** Exercise input follows **

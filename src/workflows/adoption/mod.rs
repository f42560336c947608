//! Adoption application intake, evaluation, and workflow plumbing.
//!
//! The evaluation engine is the one component with real decision logic; the
//! rest of this module is the service, repository, and routing scaffolding
//! that collects the three step snapshots and feeds them to the engine once,
//! at the end of step 3.

pub mod domain;
pub mod evaluation;
pub mod intake;
pub mod repository;
pub mod router;
pub mod service;

#[cfg(test)]
mod tests;

pub use domain::{
    AdoptionRule, AgeBracket, ApplicationId, ApplicationStatus, BudgetBracket, Commitment,
    HousingType, OtherPets, Pet, PetEnvironment, Species, Step1Snapshot, Step2Snapshot,
    Step3Snapshot,
};
pub use evaluation::{evaluate, Disposition, EffectiveRule, EvaluationResult};
pub use intake::{IntakeGuard, IntakeViolation};
pub use repository::{
    ApplicationRecord, ApplicationRepository, ApplicationStatusView, DirectoryError,
    MemoryApplicationRepository, MemoryPetDirectory, PetDirectory, RepositoryError,
};
pub use router::adoption_router;
pub use service::{AdoptionApplicationService, ApplicationServiceError};
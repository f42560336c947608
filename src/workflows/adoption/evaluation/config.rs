use crate::workflows::adoption::domain::{AdoptionRule, Commitment, HousingType};

/// A pet's adoption rule with every absent field resolved to its documented
/// default. Resolution happens exactly once at the top of an evaluation; the
/// knockout and scoring passes read only resolved fields and never fall back
/// to literals inline.
#[derive(Debug, Clone, PartialEq, Eq)]
pub struct EffectiveRule {
    /// Empty means every housing type is allowed.
    pub allowed_housing: Vec<HousingType>,
    pub require_commits: Vec<Commitment>,
    pub min_age_years: u8,
    pub require_landlord_permission: bool,
    pub disallow_free_roam: bool,
    pub max_hours_away_per_week: Option<u16>,
    pub max_hours_alone: Option<u8>,
    pub require_home_visit: bool,
    pub require_fenced_or_secure: bool,
    pub forbid_tethering: bool,
    pub min_motivation_chars: usize,
    /// `Some(false)` means cohabitation with that species is a conflict;
    /// `None` imposes no constraint.
    pub accepts_other_cats: Option<bool>,
    pub accepts_other_dogs: Option<bool>,
    pub require_family_consent: bool,
}

pub(crate) const DEFAULT_MIN_AGE_YEARS: u8 = 18;
pub(crate) const DEFAULT_MIN_MOTIVATION_CHARS: usize = 120;

impl EffectiveRule {
    /// Resolve an optional rule record. A missing record yields the fully
    /// permissive-default policy.
    pub fn resolve(rule: Option<&AdoptionRule>) -> Self {
        let Some(rule) = rule else {
            return Self::resolve(Some(&AdoptionRule::default()));
        };

        Self {
            allowed_housing: rule.allowed_housing.clone(),
            require_commits: rule.require_commits.clone(),
            min_age_years: rule.min_age_years.unwrap_or(DEFAULT_MIN_AGE_YEARS),
            require_landlord_permission: rule.require_landlord_permission.unwrap_or(true),
            disallow_free_roam: rule.disallow_free_roam.unwrap_or(true),
            max_hours_away_per_week: rule.max_hours_away_per_week,
            max_hours_alone: rule.max_hours_alone,
            require_home_visit: rule.require_home_visit.unwrap_or(true),
            require_fenced_or_secure: rule.require_fenced_or_secure.unwrap_or(true),
            forbid_tethering: rule.forbid_tethering.unwrap_or(true),
            min_motivation_chars: rule
                .min_motivation_chars
                .unwrap_or(DEFAULT_MIN_MOTIVATION_CHARS),
            accepts_other_cats: rule.accepts_other_cats,
            accepts_other_dogs: rule.accepts_other_dogs,
            require_family_consent: rule.require_family_consent.unwrap_or(false),
        }
    }

    pub fn requires(&self, commitment: Commitment) -> bool {
        self.require_commits.contains(&commitment)
    }
}
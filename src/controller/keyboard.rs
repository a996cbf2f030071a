// Copyright (C) 2026 Michael Wilson <mike@mdwn.dev>
//
// This program is free software: you can redistribute it and/or modify it under
// the terms of the GNU General Public License as published by the Free Software
// Foundation, version 3.
//
// This program is distributed in the hope that it will be useful, but WITHOUT
// ANY WARRANTY; without even the implied warranty of MERCHANTABILITY or FITNESS
// FOR A PARTICULAR PURPOSE. See the GNU General Public License for more details.
//
// You should have received a copy of the GNU General Public License along with
// this program. If not, see <https://www.gnu.org/licenses/>.
//
use std::io;

use tokio::{sync::mpsc::Sender, task::JoinHandle};
use tracing::{info, span, warn, Level};

use super::Event;

const START: &str = "start";
const STOP: &str = "stop";
const UP: &str = "up";
const DOWN: &str = "down";
const BPM: &str = "bpm";
const SOUND: &str = "sound";
const SOUNDS: &str = "sounds";
const STATUS: &str = "status";
const QUIT: &str = "quit";

/// What a line of keyboard input asks for.
#[derive(Debug, PartialEq)]
enum Command {
    Event(Event),
    Quit,
    Unrecognized,
}

/// A controller that drives the metronome from lines typed on stdin.
pub struct Driver {}

impl Default for Driver {
    fn default() -> Self {
        Self::new()
    }
}

impl Driver {
    pub fn new() -> Driver {
        Driver {}
    }

    /// Parses a single line. An empty line toggles, the way the play button does.
    fn parse(line: &str) -> Command {
        let line = line.trim();
        let (command, argument) = match line.split_once(char::is_whitespace) {
            Some((command, argument)) => (command, argument.trim()),
            None => (line, ""),
        };

        match (command.to_lowercase().as_str(), argument) {
            ("", _) => Command::Event(Event::Toggle),
            (START, "") => Command::Event(Event::Start),
            (STOP, "") => Command::Event(Event::Stop),
            (UP | "+", "") => Command::Event(Event::Increment),
            (DOWN | "-", "") => Command::Event(Event::Decrement),
            (BPM, bpm) if !bpm.is_empty() => Command::Event(Event::SetBpm(bpm.to_string())),
            (SOUND, name) if !name.is_empty() => Command::Event(Event::Select(name.to_string())),
            (SOUNDS, "") => Command::Event(Event::ListSounds),
            (STATUS, "") => Command::Event(Event::Status),
            (QUIT | "exit", "") => Command::Quit,
            _ => Command::Unrecognized,
        }
    }

    /// Reads one line and sends its event. Returns false once input is exhausted or the
    /// user quits.
    fn monitor_io<R, W>(
        events_tx: &Sender<Event>,
        mut reader: R,
        mut writer: W,
    ) -> Result<bool, io::Error>
    where
        R: io::BufRead,
        W: io::Write,
    {
        write!(
            writer,
            "Command (enter to toggle, {}, {}, {}, {}, {} N, {} NAME, {}, {}, {}): ",
            START, STOP, UP, DOWN, BPM, SOUND, SOUNDS, STATUS, QUIT,
        )?;
        writer.flush()?;

        let mut input: String = String::default();
        if reader.read_line(&mut input)? == 0 {
            return Ok(false);
        }

        match Self::parse(&input) {
            Command::Event(event) => events_tx
                .blocking_send(event)
                .map_err(|e| io::Error::new(io::ErrorKind::Other, e))?,
            Command::Quit => return Ok(false),
            Command::Unrecognized => warn!(input = input.trim(), "Unrecognized input"),
        }
        Ok(true)
    }
}

impl super::Driver for Driver {
    fn monitor_events(&self, events_tx: Sender<Event>) -> JoinHandle<Result<(), io::Error>> {
        tokio::task::spawn_blocking(move || {
            let span = span!(Level::INFO, "keyboard driver");
            let _enter = span.enter();

            info!("Keyboard driver started.");
            while Self::monitor_io(&events_tx, io::stdin().lock(), io::stdout())? {}
            info!("Keyboard driver stopped.");
            Ok(())
        })
    }
}

#[cfg(test)]
mod test {
    use std::io::{self, BufReader};

    use tokio::sync::mpsc;

    use super::*;

    fn get_event(input: &str) -> Result<(bool, Option<Event>), io::Error> {
        let (sender, mut receiver) = mpsc::channel::<Event>(1);

        let reader = BufReader::new(input.as_bytes());
        let mut writer: Vec<u8> = Vec::new();
        let more = Driver::monitor_io(&sender, reader, &mut writer)?;
        assert!(String::from_utf8_lossy(&writer).starts_with("Command"));

        // Force the sender to close.
        drop(sender);
        Ok((more, receiver.blocking_recv()))
    }

    #[test]
    fn test_keyboard_events() -> Result<(), io::Error> {
        let cases = [
            ("\n", Event::Toggle),
            ("start\n", Event::Start),
            ("STOP\n", Event::Stop),
            ("up\n", Event::Increment),
            ("+\n", Event::Increment),
            ("down\n", Event::Decrement),
            ("bpm 132\n", Event::SetBpm("132".to_string())),
            ("bpm fast\n", Event::SetBpm("fast".to_string())),
            ("sound  High Tone \n", Event::Select("High Tone".to_string())),
            ("sounds\n", Event::ListSounds),
            ("status\n", Event::Status),
        ];
        for (input, expected) in cases {
            assert_eq!((true, Some(expected)), get_event(input)?, "{:?}", input);
        }
        Ok(())
    }

    #[test]
    fn test_unrecognized_input() -> Result<(), io::Error> {
        assert_eq!((true, None), get_event("dance\n")?);
        assert_eq!((true, None), get_event("bpm\n")?);
        assert_eq!((true, None), get_event("start now\n")?);
        Ok(())
    }

    #[test]
    fn test_quit_and_eof() -> Result<(), io::Error> {
        assert_eq!((false, None), get_event("quit\n")?);
        assert_eq!((false, None), get_event("")?);
        Ok(())
    }
}
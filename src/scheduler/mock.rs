// Copyright (C) 2026 Michael Wilson <mike@mdwn.dev>
//
// This program is free software: you can redistribute it and/or modify it under
// the terms of the GNU General Public License as published by the Free Software
// Foundation, version 3.
//
// This program is distributed in the hope that it will be useful, but WITHOUT
// ANY WARRANTY; without even the implied warranty of MERCHANTABILITY or FITNESS
// FOR A PARTICULAR PURPOSE. See the GNU General Public License for more details.
//
// You should have received a copy of the GNU General Public License along with
// this program. If not, see <https://www.gnu.org/licenses/>.
//

//! A scheduler driven by a virtual clock. Nothing fires until [`ManualScheduler::advance`]
//! is called, which makes beat timing fully deterministic under test.

use std::fmt;
use std::time::Duration;

use parking_lot::Mutex;
use tracing::trace;

use super::{Callback, Scheduler, TimerHandle};

/// A timer waiting for the virtual clock to reach it.
struct PendingTimer {
    due: Duration,
    /// Insertion order, used to break ties between timers due at the same instant.
    seq: u64,
    handle: TimerHandle,
    callback: Callback,
}

/// A timer that has been taken off the queue but hasn't run yet. This is the window
/// in which a real timer has already been dispatched and cancelling it has no effect.
pub struct DispatchedTimer {
    due: Duration,
    handle: TimerHandle,
    callback: Callback,
}

impl DispatchedTimer {
    /// The virtual time at which the timer fired.
    pub fn due(&self) -> Duration {
        self.due
    }

    /// The handle of the timer.
    pub fn handle(&self) -> &TimerHandle {
        &self.handle
    }

    /// Runs the callback, whether or not the handle was cancelled in the meantime.
    pub fn run(self) {
        (self.callback)();
    }
}

#[derive(Default)]
struct ManualState {
    now: Duration,
    next_seq: u64,
    timers: Vec<PendingTimer>,
    fired: Vec<Duration>,
}

/// A scheduler with a manually advanced clock.
#[derive(Default)]
pub struct ManualScheduler {
    state: Mutex<ManualState>,
}

impl ManualScheduler {
    /// Creates a scheduler with its clock at zero.
    pub fn new() -> ManualScheduler {
        ManualScheduler::default()
    }

    /// The current virtual time.
    pub fn now(&self) -> Duration {
        self.state.lock().now
    }

    /// The number of timers that are scheduled and not cancelled.
    pub fn pending(&self) -> usize {
        self.state
            .lock()
            .timers
            .iter()
            .filter(|timer| !timer.handle.is_cancelled())
            .count()
    }

    /// The virtual time of the earliest live timer, if any.
    pub fn next_due(&self) -> Option<Duration> {
        self.state
            .lock()
            .timers
            .iter()
            .filter(|timer| !timer.handle.is_cancelled())
            .map(|timer| timer.due)
            .min()
    }

    /// The virtual times at which callbacks have run through [`ManualScheduler::advance`].
    pub fn fired(&self) -> Vec<Duration> {
        self.state.lock().fired.clone()
    }

    /// Takes the earliest live timer due at or before `now + by` off the queue and
    /// moves the clock to its due time. The callback is not run.
    pub fn dispatch_next(&self, by: Duration) -> Option<DispatchedTimer> {
        let mut state = self.state.lock();
        state.timers.retain(|timer| !timer.handle.is_cancelled());

        let limit = state.now + by;
        let index = state
            .timers
            .iter()
            .enumerate()
            .filter(|(_, timer)| timer.due <= limit)
            .min_by_key(|(_, timer)| (timer.due, timer.seq))
            .map(|(index, _)| index)?;

        let timer = state.timers.swap_remove(index);
        state.now = timer.due;
        Some(DispatchedTimer {
            due: timer.due,
            handle: timer.handle,
            callback: timer.callback,
        })
    }

    /// Moves the clock forward, running every timer that comes due on the way in
    /// order, including timers scheduled by callbacks along the way. Returns the
    /// number of callbacks run.
    pub fn advance(&self, by: Duration) -> usize {
        let target = self.now() + by;
        let mut count = 0;

        loop {
            let remaining = target.saturating_sub(self.now());
            let Some(timer) = self.dispatch_next(remaining) else {
                break;
            };

            // The lock is released here, so the callback may schedule or cancel freely.
            trace!(timer = timer.handle.id(), due = ?timer.due, "Running timer");
            self.state.lock().fired.push(timer.due);
            timer.run();
            count += 1;
        }

        self.state.lock().now = target;
        count
    }
}

impl Scheduler for ManualScheduler {
    fn schedule(&self, delay: Duration, callback: Callback) -> TimerHandle {
        let handle = TimerHandle::new();
        let mut state = self.state.lock();
        let due = state.now + delay;
        let seq = state.next_seq;
        state.next_seq += 1;
        state.timers.push(PendingTimer {
            due,
            seq,
            handle: handle.clone(),
            callback,
        });
        handle
    }
}

impl fmt::Debug for ManualScheduler {
    fn fmt(&self, f: &mut fmt::Formatter<'_>) -> fmt::Result {
        f.debug_struct("ManualScheduler")
            .field("now", &self.now())
            .field("pending", &self.pending())
            .finish()
    }
}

** End of Exercise input **

§ **Exercise goal**
Going through the records above, count the lines that include the word "Increment". Give the number alone.

§ **Exercise answer**
3